──────── EXTRACTED MATERIAL ────────

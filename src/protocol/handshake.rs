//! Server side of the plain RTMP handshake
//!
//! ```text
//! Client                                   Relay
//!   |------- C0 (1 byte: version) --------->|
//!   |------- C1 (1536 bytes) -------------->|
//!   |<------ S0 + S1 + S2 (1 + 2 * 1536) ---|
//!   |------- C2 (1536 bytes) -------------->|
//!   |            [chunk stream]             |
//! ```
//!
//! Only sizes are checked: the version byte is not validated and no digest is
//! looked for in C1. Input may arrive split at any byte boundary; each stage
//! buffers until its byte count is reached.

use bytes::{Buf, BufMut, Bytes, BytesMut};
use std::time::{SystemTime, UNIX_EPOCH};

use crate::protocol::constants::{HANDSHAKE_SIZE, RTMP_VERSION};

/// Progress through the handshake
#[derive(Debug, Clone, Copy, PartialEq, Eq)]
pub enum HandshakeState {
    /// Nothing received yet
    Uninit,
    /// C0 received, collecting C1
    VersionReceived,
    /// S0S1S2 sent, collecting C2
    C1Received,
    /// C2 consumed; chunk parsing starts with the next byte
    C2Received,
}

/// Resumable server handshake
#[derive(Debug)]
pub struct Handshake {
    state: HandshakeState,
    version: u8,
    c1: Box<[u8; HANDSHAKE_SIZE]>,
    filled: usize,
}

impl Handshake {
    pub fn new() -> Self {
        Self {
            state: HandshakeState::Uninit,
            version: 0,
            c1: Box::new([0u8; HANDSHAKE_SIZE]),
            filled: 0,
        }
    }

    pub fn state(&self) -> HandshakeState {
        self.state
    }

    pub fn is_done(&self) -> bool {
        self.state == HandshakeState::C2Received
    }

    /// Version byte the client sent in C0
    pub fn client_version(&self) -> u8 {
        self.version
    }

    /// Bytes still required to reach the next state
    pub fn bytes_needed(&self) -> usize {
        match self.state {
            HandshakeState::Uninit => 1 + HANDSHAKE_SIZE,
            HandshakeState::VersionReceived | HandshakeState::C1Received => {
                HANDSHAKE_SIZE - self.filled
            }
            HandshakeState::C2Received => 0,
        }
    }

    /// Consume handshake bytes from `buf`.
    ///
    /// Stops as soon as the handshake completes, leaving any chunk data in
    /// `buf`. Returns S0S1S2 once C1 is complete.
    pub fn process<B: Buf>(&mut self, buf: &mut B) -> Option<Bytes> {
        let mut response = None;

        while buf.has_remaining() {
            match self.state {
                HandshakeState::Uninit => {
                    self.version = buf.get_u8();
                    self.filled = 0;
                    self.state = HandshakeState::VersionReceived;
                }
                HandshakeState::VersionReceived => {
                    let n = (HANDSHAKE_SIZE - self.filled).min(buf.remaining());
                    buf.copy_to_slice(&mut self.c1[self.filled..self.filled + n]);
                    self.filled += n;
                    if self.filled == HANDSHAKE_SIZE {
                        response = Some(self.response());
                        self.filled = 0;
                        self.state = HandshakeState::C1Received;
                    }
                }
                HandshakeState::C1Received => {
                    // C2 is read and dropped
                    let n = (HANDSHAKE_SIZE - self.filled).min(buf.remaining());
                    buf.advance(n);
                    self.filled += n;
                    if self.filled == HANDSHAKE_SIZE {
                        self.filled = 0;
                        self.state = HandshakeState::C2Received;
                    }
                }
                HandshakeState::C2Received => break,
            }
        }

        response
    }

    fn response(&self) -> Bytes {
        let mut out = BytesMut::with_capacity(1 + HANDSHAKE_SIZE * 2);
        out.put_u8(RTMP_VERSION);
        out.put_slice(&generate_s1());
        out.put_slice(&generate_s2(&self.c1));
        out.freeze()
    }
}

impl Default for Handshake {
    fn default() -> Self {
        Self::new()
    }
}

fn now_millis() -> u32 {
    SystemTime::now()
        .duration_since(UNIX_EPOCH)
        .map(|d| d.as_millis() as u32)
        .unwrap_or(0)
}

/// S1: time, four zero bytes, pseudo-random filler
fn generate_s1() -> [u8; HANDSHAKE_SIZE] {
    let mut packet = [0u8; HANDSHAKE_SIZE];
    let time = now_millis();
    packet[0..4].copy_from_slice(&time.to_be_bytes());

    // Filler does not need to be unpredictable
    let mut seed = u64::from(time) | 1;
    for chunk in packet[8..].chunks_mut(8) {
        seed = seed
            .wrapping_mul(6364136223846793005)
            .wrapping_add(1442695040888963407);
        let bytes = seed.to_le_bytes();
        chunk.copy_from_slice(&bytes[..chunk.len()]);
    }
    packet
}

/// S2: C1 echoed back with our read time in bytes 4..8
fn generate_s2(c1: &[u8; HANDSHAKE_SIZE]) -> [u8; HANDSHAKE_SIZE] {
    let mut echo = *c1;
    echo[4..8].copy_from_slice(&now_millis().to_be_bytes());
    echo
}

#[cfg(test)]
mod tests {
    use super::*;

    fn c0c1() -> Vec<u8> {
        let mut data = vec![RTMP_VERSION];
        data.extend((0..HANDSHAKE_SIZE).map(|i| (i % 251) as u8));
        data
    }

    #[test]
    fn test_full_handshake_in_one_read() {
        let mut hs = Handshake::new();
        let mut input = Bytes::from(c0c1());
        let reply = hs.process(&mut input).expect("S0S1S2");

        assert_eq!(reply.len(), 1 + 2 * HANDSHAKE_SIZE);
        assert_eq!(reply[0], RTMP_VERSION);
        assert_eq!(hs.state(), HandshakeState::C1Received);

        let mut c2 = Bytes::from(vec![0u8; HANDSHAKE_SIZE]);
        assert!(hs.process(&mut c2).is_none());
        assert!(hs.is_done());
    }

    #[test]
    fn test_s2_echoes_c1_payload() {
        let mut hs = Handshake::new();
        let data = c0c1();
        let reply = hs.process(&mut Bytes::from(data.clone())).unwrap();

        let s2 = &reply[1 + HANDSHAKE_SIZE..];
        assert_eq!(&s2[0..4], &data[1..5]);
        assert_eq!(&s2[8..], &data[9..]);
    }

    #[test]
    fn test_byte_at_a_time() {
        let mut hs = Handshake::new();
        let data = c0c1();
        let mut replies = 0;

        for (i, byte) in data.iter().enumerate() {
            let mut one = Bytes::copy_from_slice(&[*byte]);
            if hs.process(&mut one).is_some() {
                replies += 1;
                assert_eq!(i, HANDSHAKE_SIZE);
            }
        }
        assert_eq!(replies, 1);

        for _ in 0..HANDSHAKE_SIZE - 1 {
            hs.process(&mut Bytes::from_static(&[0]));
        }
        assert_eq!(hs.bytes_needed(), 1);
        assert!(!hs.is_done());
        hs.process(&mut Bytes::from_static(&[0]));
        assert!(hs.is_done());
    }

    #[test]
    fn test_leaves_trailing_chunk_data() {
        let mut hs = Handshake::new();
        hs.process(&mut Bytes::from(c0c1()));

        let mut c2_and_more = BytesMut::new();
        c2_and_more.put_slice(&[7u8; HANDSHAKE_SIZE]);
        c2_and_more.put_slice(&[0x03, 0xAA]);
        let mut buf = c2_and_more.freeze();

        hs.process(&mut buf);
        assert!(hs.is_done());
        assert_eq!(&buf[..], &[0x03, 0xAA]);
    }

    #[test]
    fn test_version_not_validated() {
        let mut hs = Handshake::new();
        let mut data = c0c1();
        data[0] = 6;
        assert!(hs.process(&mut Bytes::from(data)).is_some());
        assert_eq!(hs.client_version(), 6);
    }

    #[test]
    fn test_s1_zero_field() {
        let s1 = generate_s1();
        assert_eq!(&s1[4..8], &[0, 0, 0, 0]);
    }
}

────────

# [WHAT IS EXPECTED]
The answer must be the line containing "assert_eq!(hs.bytes_needed(), 1);" and every line after it through the end of the records, repeated exactly.

# [RESULT OF THIS TASK]
        assert_eq!(hs.bytes_needed(), 1);
        assert!(!hs.is_done());
        hs.process(&mut Bytes::from_static(&[0]));
        assert!(hs.is_done());
    }

    #[test]
    fn test_leaves_trailing_chunk_data() {
        let mut hs = Handshake::new();
        hs.process(&mut Bytes::from(c0c1()));

        let mut c2_and_more = BytesMut::new();
        c2_and_more.put_slice(&[7u8; HANDSHAKE_SIZE]);
        c2_and_more.put_slice(&[0x03, 0xAA]);
        let mut buf = c2_and_more.freeze();

        hs.process(&mut buf);
        assert!(hs.is_done());
        assert_eq!(&buf[..], &[0x03, 0xAA]);
    }

    #[test]
    fn test_version_not_validated() {
        let mut hs = Handshake::new();
        let mut data = c0c1();
        data[0] = 6;
        assert!(hs.process(&mut Bytes::from(data)).is_some());
        assert_eq!(hs.client_version(), 6);
    }

    #[test]
    fn test_s1_zero_field() {
        let s1 = generate_s1();
        assert_eq!(&s1[4..8], &[0, 0, 0, 0]);
    }
}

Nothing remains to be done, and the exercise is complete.